*TASK BRIEF*
When the line containing "to segment lesson" appears in the entries below, begin printing there and stop after the line containing "let phrases: Vec<Phrase> = report"; print each of those lines exactly and no other line.

MATERIAL TO PROCESS Start Marker

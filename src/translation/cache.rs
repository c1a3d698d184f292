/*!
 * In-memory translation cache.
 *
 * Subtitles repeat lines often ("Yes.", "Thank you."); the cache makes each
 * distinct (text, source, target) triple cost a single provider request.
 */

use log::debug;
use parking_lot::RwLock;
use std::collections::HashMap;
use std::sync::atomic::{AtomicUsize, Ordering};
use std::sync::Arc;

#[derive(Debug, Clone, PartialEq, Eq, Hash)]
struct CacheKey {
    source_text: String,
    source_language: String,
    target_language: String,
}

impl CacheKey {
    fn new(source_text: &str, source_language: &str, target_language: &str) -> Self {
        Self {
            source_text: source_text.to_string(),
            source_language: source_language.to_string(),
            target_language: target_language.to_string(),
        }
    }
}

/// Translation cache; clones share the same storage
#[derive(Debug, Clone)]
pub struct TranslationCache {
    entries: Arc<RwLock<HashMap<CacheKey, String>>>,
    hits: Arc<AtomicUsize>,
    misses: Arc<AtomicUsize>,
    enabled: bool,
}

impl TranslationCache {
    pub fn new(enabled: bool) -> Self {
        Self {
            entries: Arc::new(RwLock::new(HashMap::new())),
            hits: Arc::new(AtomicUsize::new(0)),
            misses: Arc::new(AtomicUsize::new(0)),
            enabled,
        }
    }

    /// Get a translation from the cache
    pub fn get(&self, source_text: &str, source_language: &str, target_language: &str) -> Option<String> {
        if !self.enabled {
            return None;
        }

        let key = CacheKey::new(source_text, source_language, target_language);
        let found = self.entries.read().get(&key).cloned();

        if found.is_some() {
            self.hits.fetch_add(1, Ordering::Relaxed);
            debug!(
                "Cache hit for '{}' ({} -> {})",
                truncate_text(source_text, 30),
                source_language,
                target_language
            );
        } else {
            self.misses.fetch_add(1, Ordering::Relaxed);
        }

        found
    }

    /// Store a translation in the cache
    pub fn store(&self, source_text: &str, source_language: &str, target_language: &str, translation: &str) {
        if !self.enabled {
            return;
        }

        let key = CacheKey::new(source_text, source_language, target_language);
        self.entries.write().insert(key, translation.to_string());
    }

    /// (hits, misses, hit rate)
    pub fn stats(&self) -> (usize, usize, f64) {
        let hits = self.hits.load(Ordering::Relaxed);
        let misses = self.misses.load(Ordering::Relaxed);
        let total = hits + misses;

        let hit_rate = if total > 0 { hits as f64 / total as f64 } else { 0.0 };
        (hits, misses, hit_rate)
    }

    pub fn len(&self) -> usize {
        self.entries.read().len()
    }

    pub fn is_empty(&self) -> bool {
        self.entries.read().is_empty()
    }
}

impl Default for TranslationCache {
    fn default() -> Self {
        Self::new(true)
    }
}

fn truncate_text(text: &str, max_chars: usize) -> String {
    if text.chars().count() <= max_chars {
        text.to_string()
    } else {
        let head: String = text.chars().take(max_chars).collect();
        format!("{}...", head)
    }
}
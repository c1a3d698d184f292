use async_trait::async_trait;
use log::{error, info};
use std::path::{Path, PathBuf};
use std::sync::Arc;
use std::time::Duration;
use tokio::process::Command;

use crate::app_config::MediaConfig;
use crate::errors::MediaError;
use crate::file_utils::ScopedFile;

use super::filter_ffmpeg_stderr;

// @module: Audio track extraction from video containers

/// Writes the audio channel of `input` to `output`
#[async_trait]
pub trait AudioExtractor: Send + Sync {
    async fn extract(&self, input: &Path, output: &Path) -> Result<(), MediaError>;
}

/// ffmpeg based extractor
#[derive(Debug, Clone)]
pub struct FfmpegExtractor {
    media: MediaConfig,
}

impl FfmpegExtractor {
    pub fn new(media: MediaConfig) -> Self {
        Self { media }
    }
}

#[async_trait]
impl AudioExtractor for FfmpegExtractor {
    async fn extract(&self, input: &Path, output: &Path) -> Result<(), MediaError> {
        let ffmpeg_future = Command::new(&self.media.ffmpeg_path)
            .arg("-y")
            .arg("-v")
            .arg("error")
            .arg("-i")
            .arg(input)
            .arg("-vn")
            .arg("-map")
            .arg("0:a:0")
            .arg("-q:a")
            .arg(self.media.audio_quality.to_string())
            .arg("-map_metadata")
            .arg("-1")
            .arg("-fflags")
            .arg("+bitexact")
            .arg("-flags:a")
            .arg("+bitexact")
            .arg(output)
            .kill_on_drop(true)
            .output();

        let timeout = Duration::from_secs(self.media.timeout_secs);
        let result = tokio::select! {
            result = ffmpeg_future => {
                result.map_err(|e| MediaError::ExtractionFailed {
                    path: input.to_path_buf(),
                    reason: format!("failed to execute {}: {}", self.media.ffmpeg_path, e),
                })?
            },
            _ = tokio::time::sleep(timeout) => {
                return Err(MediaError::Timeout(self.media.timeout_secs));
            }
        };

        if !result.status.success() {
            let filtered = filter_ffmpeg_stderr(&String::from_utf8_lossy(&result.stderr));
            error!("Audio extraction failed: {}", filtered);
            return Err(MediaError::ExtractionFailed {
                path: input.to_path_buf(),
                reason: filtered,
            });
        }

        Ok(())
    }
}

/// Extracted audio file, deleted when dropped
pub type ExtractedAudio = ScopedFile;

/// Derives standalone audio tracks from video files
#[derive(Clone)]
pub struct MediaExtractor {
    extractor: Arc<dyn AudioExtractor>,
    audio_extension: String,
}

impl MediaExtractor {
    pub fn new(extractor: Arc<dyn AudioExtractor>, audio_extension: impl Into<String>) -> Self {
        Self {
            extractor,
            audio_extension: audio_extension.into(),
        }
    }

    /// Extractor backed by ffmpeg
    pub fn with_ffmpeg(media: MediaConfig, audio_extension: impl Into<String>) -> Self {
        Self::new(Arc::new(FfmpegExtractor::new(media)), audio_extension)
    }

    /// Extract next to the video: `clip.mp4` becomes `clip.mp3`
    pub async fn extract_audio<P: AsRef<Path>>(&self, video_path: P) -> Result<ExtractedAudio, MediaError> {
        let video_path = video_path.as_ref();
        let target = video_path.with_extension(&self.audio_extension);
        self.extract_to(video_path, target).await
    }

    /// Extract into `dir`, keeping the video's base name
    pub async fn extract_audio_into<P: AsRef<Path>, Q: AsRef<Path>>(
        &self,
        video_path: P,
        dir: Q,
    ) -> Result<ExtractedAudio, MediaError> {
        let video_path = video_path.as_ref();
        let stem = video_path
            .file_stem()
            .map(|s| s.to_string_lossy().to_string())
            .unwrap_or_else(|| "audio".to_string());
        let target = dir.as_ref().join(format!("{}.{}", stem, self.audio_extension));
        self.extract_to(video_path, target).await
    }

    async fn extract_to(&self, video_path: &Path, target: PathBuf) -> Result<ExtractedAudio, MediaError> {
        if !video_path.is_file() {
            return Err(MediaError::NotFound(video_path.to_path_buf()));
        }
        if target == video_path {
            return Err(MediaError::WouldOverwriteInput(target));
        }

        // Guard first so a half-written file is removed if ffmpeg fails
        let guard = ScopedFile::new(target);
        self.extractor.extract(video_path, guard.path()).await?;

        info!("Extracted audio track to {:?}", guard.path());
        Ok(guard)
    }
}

MATERIAL TO PROCESS End Marker
MATERIAL TO PROCESS Start Marker

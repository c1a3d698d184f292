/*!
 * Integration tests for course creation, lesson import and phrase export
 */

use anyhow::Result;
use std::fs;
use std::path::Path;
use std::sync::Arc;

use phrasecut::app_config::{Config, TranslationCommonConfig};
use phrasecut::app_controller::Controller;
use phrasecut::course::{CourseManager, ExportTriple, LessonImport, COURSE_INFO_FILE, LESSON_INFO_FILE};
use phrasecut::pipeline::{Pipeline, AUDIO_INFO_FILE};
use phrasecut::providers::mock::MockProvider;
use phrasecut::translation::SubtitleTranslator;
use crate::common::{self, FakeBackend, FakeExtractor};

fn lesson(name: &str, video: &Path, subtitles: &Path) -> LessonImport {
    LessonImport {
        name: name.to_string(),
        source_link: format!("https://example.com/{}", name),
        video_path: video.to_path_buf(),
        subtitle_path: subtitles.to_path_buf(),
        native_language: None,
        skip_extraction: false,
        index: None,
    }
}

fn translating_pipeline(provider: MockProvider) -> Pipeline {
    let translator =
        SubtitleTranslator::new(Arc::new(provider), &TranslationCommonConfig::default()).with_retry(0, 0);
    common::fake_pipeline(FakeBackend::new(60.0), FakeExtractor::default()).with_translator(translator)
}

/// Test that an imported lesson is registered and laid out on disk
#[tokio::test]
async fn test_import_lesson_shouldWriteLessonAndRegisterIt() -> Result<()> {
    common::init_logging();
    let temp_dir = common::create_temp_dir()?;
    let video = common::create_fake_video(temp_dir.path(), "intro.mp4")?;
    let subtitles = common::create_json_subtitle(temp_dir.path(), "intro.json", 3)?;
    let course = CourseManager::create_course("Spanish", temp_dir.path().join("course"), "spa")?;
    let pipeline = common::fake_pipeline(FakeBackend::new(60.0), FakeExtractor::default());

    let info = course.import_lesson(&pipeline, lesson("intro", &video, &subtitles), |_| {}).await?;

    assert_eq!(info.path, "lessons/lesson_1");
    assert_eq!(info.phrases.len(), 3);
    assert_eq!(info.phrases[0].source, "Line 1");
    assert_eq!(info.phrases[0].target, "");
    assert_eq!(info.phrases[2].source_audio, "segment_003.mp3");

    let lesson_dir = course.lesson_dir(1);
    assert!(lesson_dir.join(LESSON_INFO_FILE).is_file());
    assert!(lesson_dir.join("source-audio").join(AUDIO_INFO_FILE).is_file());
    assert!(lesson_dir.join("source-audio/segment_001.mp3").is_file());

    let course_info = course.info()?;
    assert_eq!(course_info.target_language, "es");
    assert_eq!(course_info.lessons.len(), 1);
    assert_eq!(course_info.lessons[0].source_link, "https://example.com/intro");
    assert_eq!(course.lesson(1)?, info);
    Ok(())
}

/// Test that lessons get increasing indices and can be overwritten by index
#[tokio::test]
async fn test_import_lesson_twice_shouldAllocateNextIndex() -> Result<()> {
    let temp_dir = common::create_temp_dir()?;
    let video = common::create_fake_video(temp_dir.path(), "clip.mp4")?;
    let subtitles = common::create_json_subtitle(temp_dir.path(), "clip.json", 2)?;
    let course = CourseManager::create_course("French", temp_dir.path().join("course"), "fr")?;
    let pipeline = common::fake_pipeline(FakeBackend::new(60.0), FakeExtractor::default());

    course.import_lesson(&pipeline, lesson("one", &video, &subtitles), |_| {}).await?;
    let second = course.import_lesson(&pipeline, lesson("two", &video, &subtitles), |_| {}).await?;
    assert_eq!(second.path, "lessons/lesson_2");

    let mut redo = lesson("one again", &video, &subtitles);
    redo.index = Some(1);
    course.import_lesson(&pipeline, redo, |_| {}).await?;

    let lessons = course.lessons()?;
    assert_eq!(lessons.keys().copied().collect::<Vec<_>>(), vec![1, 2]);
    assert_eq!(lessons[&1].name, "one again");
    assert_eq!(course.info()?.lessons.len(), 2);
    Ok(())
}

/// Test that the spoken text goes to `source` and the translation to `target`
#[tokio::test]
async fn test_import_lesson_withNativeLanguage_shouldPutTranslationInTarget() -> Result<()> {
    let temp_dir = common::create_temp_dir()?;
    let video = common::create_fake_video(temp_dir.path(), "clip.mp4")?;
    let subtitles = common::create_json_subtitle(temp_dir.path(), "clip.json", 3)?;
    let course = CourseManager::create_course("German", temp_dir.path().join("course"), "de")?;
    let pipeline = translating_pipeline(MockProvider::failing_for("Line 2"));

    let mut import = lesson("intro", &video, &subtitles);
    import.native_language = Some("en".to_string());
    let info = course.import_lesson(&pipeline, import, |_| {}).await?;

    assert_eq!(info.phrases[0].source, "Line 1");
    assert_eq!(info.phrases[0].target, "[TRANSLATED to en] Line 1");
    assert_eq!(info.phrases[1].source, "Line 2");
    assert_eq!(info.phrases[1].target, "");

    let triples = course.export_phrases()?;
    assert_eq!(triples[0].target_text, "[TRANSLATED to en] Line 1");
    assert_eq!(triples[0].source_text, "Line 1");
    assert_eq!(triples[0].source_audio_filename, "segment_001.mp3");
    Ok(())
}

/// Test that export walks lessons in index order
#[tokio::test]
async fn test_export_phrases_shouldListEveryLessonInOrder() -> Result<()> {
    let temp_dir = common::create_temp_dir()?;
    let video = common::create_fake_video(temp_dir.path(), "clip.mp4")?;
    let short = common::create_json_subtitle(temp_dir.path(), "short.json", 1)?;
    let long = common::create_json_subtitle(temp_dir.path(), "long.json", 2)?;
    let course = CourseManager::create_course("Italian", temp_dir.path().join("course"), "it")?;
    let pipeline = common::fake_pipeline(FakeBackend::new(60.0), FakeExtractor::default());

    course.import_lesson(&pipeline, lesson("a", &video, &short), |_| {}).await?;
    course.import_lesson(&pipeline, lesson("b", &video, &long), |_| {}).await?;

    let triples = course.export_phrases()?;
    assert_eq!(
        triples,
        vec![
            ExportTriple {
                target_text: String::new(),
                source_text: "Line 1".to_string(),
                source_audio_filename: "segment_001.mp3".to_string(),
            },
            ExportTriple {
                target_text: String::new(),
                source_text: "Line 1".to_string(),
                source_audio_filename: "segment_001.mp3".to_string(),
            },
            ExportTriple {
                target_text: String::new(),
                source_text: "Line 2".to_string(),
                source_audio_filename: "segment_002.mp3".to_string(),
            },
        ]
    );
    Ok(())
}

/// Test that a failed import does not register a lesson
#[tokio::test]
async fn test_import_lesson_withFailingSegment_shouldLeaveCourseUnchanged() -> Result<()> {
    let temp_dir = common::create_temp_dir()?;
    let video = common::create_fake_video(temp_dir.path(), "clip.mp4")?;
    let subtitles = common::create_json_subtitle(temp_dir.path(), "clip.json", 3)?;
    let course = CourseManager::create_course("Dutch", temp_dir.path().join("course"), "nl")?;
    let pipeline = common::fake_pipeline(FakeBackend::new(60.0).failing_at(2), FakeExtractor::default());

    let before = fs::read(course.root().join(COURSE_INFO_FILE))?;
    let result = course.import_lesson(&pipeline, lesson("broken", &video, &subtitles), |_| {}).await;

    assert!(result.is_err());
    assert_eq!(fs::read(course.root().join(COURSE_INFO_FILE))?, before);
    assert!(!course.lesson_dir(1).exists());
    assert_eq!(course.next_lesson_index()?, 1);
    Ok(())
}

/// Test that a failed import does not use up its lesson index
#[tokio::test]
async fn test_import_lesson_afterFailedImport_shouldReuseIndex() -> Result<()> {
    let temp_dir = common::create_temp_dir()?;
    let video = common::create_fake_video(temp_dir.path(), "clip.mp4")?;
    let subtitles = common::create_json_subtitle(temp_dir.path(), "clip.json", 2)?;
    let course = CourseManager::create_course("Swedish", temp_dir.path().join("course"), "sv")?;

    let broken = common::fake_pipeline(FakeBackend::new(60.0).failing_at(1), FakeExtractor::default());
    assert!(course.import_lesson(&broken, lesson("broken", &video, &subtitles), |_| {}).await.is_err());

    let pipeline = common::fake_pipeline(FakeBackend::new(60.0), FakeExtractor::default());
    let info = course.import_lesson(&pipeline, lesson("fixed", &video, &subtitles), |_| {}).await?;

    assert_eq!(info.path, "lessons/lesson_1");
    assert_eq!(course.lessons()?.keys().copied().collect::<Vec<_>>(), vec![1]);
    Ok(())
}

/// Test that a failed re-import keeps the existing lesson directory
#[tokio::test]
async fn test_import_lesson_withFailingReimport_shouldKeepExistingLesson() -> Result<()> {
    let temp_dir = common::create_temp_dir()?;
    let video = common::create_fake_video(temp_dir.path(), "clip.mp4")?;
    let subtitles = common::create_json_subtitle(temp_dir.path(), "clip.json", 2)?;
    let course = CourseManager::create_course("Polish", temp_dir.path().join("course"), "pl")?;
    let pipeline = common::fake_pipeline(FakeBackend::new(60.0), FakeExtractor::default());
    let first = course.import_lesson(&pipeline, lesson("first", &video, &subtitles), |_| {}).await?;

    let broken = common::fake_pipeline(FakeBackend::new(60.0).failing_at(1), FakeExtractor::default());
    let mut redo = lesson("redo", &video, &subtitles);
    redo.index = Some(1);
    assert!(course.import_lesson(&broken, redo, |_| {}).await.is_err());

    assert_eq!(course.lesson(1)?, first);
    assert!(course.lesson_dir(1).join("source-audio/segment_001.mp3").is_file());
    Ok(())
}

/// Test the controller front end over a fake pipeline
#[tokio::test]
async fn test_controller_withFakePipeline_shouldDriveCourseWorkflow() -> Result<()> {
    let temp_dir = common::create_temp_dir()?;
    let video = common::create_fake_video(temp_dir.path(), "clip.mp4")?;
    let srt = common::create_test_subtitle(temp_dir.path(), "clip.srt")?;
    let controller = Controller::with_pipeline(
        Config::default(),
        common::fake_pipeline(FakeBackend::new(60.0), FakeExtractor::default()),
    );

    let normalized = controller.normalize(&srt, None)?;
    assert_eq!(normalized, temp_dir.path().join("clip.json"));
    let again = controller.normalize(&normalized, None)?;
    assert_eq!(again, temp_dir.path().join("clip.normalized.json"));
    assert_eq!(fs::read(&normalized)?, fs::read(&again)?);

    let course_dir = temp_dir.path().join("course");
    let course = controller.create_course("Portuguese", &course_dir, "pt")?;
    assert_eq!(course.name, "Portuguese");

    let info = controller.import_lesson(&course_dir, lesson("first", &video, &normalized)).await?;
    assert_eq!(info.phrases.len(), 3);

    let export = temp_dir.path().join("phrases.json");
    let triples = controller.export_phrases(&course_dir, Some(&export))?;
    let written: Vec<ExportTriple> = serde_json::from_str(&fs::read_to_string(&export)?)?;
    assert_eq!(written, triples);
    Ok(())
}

MATERIAL TO PROCESS End Marker
MATERIAL TO PROCESS Start Marker

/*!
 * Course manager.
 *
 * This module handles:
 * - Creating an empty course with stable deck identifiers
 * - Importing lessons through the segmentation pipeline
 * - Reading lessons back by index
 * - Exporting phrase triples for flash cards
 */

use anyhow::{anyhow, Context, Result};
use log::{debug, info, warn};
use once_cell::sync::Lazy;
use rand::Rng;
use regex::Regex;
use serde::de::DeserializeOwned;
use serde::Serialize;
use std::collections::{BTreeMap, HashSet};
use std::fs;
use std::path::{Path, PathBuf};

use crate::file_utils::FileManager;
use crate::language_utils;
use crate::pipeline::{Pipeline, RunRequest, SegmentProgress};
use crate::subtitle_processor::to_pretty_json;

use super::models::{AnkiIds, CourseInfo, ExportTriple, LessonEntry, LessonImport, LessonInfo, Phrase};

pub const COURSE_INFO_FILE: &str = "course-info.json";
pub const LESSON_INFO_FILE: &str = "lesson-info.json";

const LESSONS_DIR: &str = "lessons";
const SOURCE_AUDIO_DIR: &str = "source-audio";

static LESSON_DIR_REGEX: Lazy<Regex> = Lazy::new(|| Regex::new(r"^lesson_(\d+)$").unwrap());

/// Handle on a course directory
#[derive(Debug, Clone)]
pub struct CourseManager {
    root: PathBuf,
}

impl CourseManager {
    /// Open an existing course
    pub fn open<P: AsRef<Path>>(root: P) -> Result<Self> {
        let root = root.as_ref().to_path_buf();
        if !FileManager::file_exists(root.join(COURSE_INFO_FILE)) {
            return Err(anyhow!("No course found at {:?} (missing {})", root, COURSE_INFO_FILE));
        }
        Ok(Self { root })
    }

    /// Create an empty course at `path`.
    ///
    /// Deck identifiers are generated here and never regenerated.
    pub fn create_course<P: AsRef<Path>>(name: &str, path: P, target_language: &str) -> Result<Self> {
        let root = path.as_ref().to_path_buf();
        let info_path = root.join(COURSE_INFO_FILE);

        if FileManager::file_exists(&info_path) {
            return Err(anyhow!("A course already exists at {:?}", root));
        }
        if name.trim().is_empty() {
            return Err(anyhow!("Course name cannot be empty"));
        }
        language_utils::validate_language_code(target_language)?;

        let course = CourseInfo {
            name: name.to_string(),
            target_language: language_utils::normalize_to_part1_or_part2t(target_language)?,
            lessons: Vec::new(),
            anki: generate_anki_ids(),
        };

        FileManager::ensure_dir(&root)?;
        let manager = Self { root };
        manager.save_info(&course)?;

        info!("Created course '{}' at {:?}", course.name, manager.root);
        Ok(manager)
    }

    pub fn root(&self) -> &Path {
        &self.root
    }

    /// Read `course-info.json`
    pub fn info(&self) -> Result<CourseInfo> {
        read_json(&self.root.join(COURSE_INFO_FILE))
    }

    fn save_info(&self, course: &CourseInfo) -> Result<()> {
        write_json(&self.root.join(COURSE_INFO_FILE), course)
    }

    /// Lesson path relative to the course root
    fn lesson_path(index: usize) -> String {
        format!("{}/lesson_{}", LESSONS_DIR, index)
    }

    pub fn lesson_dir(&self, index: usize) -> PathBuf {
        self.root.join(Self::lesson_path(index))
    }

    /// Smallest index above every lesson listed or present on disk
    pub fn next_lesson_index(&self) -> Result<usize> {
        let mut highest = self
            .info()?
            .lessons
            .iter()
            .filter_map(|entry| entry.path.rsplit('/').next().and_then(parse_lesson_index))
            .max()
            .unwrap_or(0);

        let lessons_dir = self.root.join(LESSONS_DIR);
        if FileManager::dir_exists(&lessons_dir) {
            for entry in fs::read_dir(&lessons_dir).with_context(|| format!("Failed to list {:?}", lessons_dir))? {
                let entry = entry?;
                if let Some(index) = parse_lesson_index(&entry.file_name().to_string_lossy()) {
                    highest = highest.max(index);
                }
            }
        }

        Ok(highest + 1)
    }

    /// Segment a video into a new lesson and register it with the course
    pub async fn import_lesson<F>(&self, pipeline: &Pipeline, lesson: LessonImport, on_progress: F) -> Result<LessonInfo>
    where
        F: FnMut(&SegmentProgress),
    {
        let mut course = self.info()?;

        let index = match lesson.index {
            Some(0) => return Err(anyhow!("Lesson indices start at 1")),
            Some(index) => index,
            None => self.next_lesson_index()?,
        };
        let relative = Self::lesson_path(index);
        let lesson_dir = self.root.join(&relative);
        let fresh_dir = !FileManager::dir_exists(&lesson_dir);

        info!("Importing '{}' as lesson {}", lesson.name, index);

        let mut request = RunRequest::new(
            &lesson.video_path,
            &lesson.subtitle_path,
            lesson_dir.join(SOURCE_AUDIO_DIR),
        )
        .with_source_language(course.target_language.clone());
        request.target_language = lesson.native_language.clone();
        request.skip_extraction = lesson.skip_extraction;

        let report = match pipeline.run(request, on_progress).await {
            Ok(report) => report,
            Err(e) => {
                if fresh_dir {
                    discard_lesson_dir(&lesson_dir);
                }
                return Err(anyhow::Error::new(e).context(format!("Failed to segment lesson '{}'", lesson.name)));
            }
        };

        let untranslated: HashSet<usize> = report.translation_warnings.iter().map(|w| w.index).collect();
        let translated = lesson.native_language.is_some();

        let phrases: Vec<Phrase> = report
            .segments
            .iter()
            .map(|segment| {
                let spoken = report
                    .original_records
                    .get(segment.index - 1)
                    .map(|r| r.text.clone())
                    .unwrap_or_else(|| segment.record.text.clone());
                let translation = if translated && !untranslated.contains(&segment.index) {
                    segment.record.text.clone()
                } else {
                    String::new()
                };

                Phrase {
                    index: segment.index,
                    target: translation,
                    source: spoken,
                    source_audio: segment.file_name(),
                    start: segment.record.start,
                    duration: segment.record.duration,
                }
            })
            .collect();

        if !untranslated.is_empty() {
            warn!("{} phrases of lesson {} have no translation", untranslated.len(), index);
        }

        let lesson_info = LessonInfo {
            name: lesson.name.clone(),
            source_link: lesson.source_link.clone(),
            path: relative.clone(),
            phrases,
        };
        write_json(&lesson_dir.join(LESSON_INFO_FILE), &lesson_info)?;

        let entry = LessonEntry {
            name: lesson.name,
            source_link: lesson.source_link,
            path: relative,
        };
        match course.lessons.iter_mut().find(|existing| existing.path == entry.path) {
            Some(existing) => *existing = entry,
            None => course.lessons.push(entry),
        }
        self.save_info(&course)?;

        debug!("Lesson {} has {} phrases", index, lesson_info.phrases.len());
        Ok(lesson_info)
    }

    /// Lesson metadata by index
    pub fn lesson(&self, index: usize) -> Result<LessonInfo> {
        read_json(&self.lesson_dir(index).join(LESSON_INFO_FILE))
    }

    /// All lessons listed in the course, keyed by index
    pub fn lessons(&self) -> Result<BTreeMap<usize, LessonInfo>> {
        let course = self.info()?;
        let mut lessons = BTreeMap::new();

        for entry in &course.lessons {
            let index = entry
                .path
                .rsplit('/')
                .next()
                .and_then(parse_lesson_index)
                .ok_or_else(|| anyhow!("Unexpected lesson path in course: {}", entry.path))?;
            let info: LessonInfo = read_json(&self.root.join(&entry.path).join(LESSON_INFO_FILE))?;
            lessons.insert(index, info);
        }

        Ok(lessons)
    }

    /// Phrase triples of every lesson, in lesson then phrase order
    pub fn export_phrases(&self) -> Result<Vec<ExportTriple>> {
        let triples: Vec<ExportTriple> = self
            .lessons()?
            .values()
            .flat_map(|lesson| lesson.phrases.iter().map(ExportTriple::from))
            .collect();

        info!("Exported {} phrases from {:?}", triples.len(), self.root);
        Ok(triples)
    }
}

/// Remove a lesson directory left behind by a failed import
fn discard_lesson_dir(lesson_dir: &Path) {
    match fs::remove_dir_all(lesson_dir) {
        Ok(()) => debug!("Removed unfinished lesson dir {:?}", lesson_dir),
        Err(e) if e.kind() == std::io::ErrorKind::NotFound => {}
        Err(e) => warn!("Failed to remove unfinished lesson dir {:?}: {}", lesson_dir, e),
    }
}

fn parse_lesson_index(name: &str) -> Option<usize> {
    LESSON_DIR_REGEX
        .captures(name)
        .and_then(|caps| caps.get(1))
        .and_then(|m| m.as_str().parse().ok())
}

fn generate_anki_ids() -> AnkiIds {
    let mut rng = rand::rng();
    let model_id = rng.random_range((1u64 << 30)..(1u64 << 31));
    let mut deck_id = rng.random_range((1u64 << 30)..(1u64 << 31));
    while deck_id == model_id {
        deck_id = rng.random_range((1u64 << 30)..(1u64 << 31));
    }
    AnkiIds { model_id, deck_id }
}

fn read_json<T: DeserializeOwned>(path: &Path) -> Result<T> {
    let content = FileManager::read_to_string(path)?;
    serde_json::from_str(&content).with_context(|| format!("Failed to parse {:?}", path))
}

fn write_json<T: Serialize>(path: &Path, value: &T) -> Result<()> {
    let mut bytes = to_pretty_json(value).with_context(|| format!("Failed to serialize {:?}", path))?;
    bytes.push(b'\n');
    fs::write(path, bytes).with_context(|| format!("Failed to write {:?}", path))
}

MATERIAL TO PROCESS End Marker

*SOLUTION FOR THIS TASK*
                return Err(anyhow::Error::new(e).context(format!("Failed to segment lesson '{}'", lesson.name)));
            }
        };

        let untranslated: HashSet<usize> = report.translation_warnings.iter().map(|w| w.index).collect();
        let translated = lesson.native_language.is_some();

        let phrases: Vec<Phrase> = report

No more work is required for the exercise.